*DATASET CONTENT*:
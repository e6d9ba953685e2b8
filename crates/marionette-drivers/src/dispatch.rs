// Path: crates/marionette-drivers/src/dispatch.rs

//! The per-action state machine shared by every operator variant.
//!
//! `ActionDispatcher::plan` turns one `ParsedAction` into a `Plan` without
//! touching any backend. `execute_plan` then runs that plan on an
//! `InputBackend`. Malformed input never leaves this module as an error.

use crate::gui::geometry::resolve_point;
use crate::gui::keys::resolve_keys;
use marionette_api::{InputBackend, InputEvent};
use marionette_telemetry::operator_metrics;
use marionette_types::app::{
    ActionKind, BackendKind, ExecuteContext, ExecuteOutcome, MouseButton, ParsedAction, Platform,
    PlatformKey, ScrollDirection,
};
use marionette_types::config::ActionConfig;
use marionette_types::error::OperatorError;
use std::fmt;
use std::time::Duration;

/// What one action resolves to before any backend call is made.
#[derive(Debug, Clone, PartialEq)]
pub enum Plan {
    /// Input primitives to perform in order.
    Input(Vec<InputEvent>),
    /// Sleep, no input.
    Wait(Duration),
    /// A terminal sentinel.
    End(ActionKind),
    /// Dropped with a reason; the run continues.
    Skip(SkipReason),
}

/// Why an action was dropped without input.
#[derive(Debug, Clone, PartialEq, Eq)]
pub enum SkipReason {
    MissingPoint,
    PartialDrag,
    EmptyContent,
    NoKeys,
    UnmappedDirection,
    /// The raw action type the model emitted.
    Unsupported(String),
}

impl SkipReason {
    /// Fixed code used as the metrics label. Never carries model text.
    pub fn code(&self) -> &'static str {
        match self {
            Self::MissingPoint => "missing_point",
            Self::PartialDrag => "partial_drag",
            Self::EmptyContent => "empty_content",
            Self::NoKeys => "no_keys",
            Self::UnmappedDirection => "unmapped_direction",
            Self::Unsupported(_) => "unsupported_action",
        }
    }
}

impl fmt::Display for SkipReason {
    fn fmt(&self, f: &mut fmt::Formatter<'_>) -> fmt::Result {
        match self {
            Self::MissingPoint => f.write_str("missing start_box"),
            Self::PartialDrag => f.write_str("drag needs both start_box and end_box"),
            Self::EmptyContent => f.write_str("empty content"),
            Self::NoKeys => f.write_str("no resolvable keys"),
            Self::UnmappedDirection => f.write_str("unmapped scroll direction"),
            Self::Unsupported(raw) => write!(f, "unsupported action '{}'", raw),
        }
    }
}

/// Resolves actions for one target platform with one set of tunables.
#[derive(Debug, Clone)]
pub struct ActionDispatcher {
    platform: Platform,
    actions: ActionConfig,
}

impl ActionDispatcher {
    pub fn new(platform: Platform, actions: ActionConfig) -> Self {
        Self { platform, actions }
    }

    /// A dispatcher resolving keys for the OS `backend` injects into.
    pub fn for_backend(backend: &dyn InputBackend, actions: ActionConfig) -> Self {
        Self::new(backend.platform(), actions)
    }

    pub fn platform(&self) -> Platform {
        self.platform
    }

    pub fn plan(&self, action: &ParsedAction, ctx: &ExecuteContext) -> Plan {
        let kind = action.kind();
        let (w, h) = (ctx.screen_width, ctx.screen_height);
        let start = || resolve_point(action.start_box(), w, h);

        match &kind {
            k if k.is_terminal() => Plan::End(kind.clone()),
            ActionKind::Move | ActionKind::Hover => match start() {
                Some(point) => Plan::Input(vec![InputEvent::MouseMove { point }]),
                None => Plan::Skip(SkipReason::MissingPoint),
            },
            ActionKind::Click | ActionKind::RightClick | ActionKind::MiddleClick => {
                let button = match &kind {
                    ActionKind::RightClick => MouseButton::Right,
                    ActionKind::MiddleClick => MouseButton::Middle,
                    _ => MouseButton::Left,
                };
                match start() {
                    Some(point) => Plan::Input(vec![InputEvent::Click { button, point }]),
                    None => Plan::Skip(SkipReason::MissingPoint),
                }
            }
            ActionKind::DoubleClick => match start() {
                Some(point) => Plan::Input(vec![InputEvent::DoubleClick { point }]),
                None => Plan::Skip(SkipReason::MissingPoint),
            },
            ActionKind::Drag => {
                let end = resolve_point(action.end_box(), w, h);
                match (start(), end) {
                    (Some(from), Some(to)) => Plan::Input(vec![InputEvent::Drag { from, to }]),
                    _ => Plan::Skip(SkipReason::PartialDrag),
                }
            }
            ActionKind::Type => {
                let Some(content) = action.content() else {
                    return Plan::Skip(SkipReason::EmptyContent);
                };
                let (text, submit) = strip_submit_marker(content);
                let mut events = Vec::with_capacity(2);
                if !text.is_empty() {
                    events.push(InputEvent::Type {
                        text: text.to_string(),
                    });
                }
                if submit {
                    events.push(InputEvent::Hotkey {
                        keys: vec![PlatformKey::Enter],
                    });
                }
                Plan::Input(events)
            }
            ActionKind::Hotkey | ActionKind::Press => {
                let keys = resolve_keys(action.key().unwrap_or_default(), self.platform);
                if keys.is_empty() {
                    Plan::Skip(SkipReason::NoKeys)
                } else {
                    Plan::Input(vec![InputEvent::Hotkey { keys }])
                }
            }
            ActionKind::Scroll => {
                let Some(direction) = action.direction().and_then(ScrollDirection::parse) else {
                    return Plan::Skip(SkipReason::UnmappedDirection);
                };
                Plan::Input(vec![InputEvent::Scroll {
                    point: start(),
                    direction,
                    amount: self.actions.effective_scroll_amount(),
                }])
            }
            ActionKind::Wait => Plan::Wait(Duration::from_secs(self.actions.wait_secs)),
            ActionKind::Unknown(raw) => Plan::Skip(SkipReason::Unsupported(raw.clone())),
            // Terminal kinds are matched by the first arm.
            _ => Plan::End(kind.clone()),
        }
    }
}

/// Strips one trailing submit marker: the two-character escape `\n` or a real
/// newline. Returns the remaining text and whether a marker was removed.
pub fn strip_submit_marker(content: &str) -> (&str, bool) {
    if let Some(text) = content.strip_suffix("\\n") {
        (text, true)
    } else if let Some(text) = content.strip_suffix('\n') {
        (text.strip_suffix('\r').unwrap_or(text), true)
    } else {
        (content, false)
    }
}

/// Plans `action` and runs it on `backend`. Backend failures propagate
/// unchanged to the caller's retry wrapper.
pub async fn execute_plan(
    dispatcher: &ActionDispatcher,
    backend: &dyn InputBackend,
    kind: BackendKind,
    action: &ParsedAction,
    ctx: &ExecuteContext,
) -> Result<ExecuteOutcome, OperatorError> {
    let action_kind = action.kind();
    match dispatcher.plan(action, ctx) {
        Plan::End(sentinel) => {
            tracing::info!(target: "operator", backend = %kind, kind = %sentinel, "Terminal action");
            Ok(ExecuteOutcome::end(&sentinel))
        }
        Plan::Skip(reason) => {
            tracing::warn!(
                target: "operator",
                backend = %kind,
                action = %action.action_type,
                reason = %reason,
                "Skipping action"
            );
            operator_metrics().inc_actions_skipped(kind.as_str(), reason.code());
            Ok(ExecuteOutcome::Skipped {
                reason: reason.to_string(),
            })
        }
        Plan::Wait(duration) => {
            tracing::debug!(target: "operator", secs = duration.as_secs(), "Waiting");
            tokio::time::sleep(duration).await;
            operator_metrics().inc_actions_executed(kind.as_str(), action_kind.as_str());
            Ok(ExecuteOutcome::Completed)
        }
        Plan::Input(events) => {
            for event in &events {
                tracing::info!(
                    target: "operator",
                    backend = %kind,
                    driver = backend.name(),
                    event = %event,
                    "Injecting input"
                );
                backend.perform(event, ctx).await?;
            }
            operator_metrics().inc_actions_executed(kind.as_str(), action_kind.as_str());
            Ok(ExecuteOutcome::Completed)
        }
    }
}
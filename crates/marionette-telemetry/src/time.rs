// Path: crates/marionette-telemetry/src/time.rs
use crate::sinks::OperatorMetricsSink;
use std::time::Instant;

/// Observes the lifetime of a screenshot capture when dropped.
pub struct Timer<'a> {
    sink: &'a dyn OperatorMetricsSink,
    backend: &'a str,
    start: Instant,
}

impl<'a> Timer<'a> {
    pub fn new(sink: &'a dyn OperatorMetricsSink, backend: &'a str) -> Self {
        Self {
            sink,
            backend,
            start: Instant::now(),
        }
    }
}

impl Drop for Timer<'_> {
    fn drop(&mut self) {
        self.sink
            .observe_screenshot_duration(self.backend, self.start.elapsed().as_secs_f64());
    }
}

*WHAT YOU ARE ASKED TO DO*: Set down exactly the lines of the data above, beginning with the line that has "the run continues." and ending with the line that has "pub fn platform(&self)", and no others.

*TASK RESPONSE*:
    /// Dropped with a reason; the run continues.
    Skip(SkipReason),
}

/// Why an action was dropped without input.
#[derive(Debug, Clone, PartialEq, Eq)]
pub enum SkipReason {
    MissingPoint,
    PartialDrag,
    EmptyContent,
    NoKeys,
    UnmappedDirection,
    /// The raw action type the model emitted.
    Unsupported(String),
}

impl SkipReason {
    /// Fixed code used as the metrics label. Never carries model text.
    pub fn code(&self) -> &'static str {
        match self {
            Self::MissingPoint => "missing_point",
            Self::PartialDrag => "partial_drag",
            Self::EmptyContent => "empty_content",
            Self::NoKeys => "no_keys",
            Self::UnmappedDirection => "unmapped_direction",
            Self::Unsupported(_) => "unsupported_action",
        }
    }
}

impl fmt::Display for SkipReason {
    fn fmt(&self, f: &mut fmt::Formatter<'_>) -> fmt::Result {
        match self {
            Self::MissingPoint => f.write_str("missing start_box"),
            Self::PartialDrag => f.write_str("drag needs both start_box and end_box"),
            Self::EmptyContent => f.write_str("empty content"),
            Self::NoKeys => f.write_str("no resolvable keys"),
            Self::UnmappedDirection => f.write_str("unmapped scroll direction"),
            Self::Unsupported(raw) => write!(f, "unsupported action '{}'", raw),
        }
    }
}

/// Resolves actions for one target platform with one set of tunables.
#[derive(Debug, Clone)]
pub struct ActionDispatcher {
    platform: Platform,
    actions: ActionConfig,
}

impl ActionDispatcher {
    pub fn new(platform: Platform, actions: ActionConfig) -> Self {
        Self { platform, actions }
    }

    /// A dispatcher resolving keys for the OS `backend` injects into.
    pub fn for_backend(backend: &dyn InputBackend, actions: ActionConfig) -> Self {
        Self::new(backend.platform(), actions)
    }

    pub fn platform(&self) -> Platform {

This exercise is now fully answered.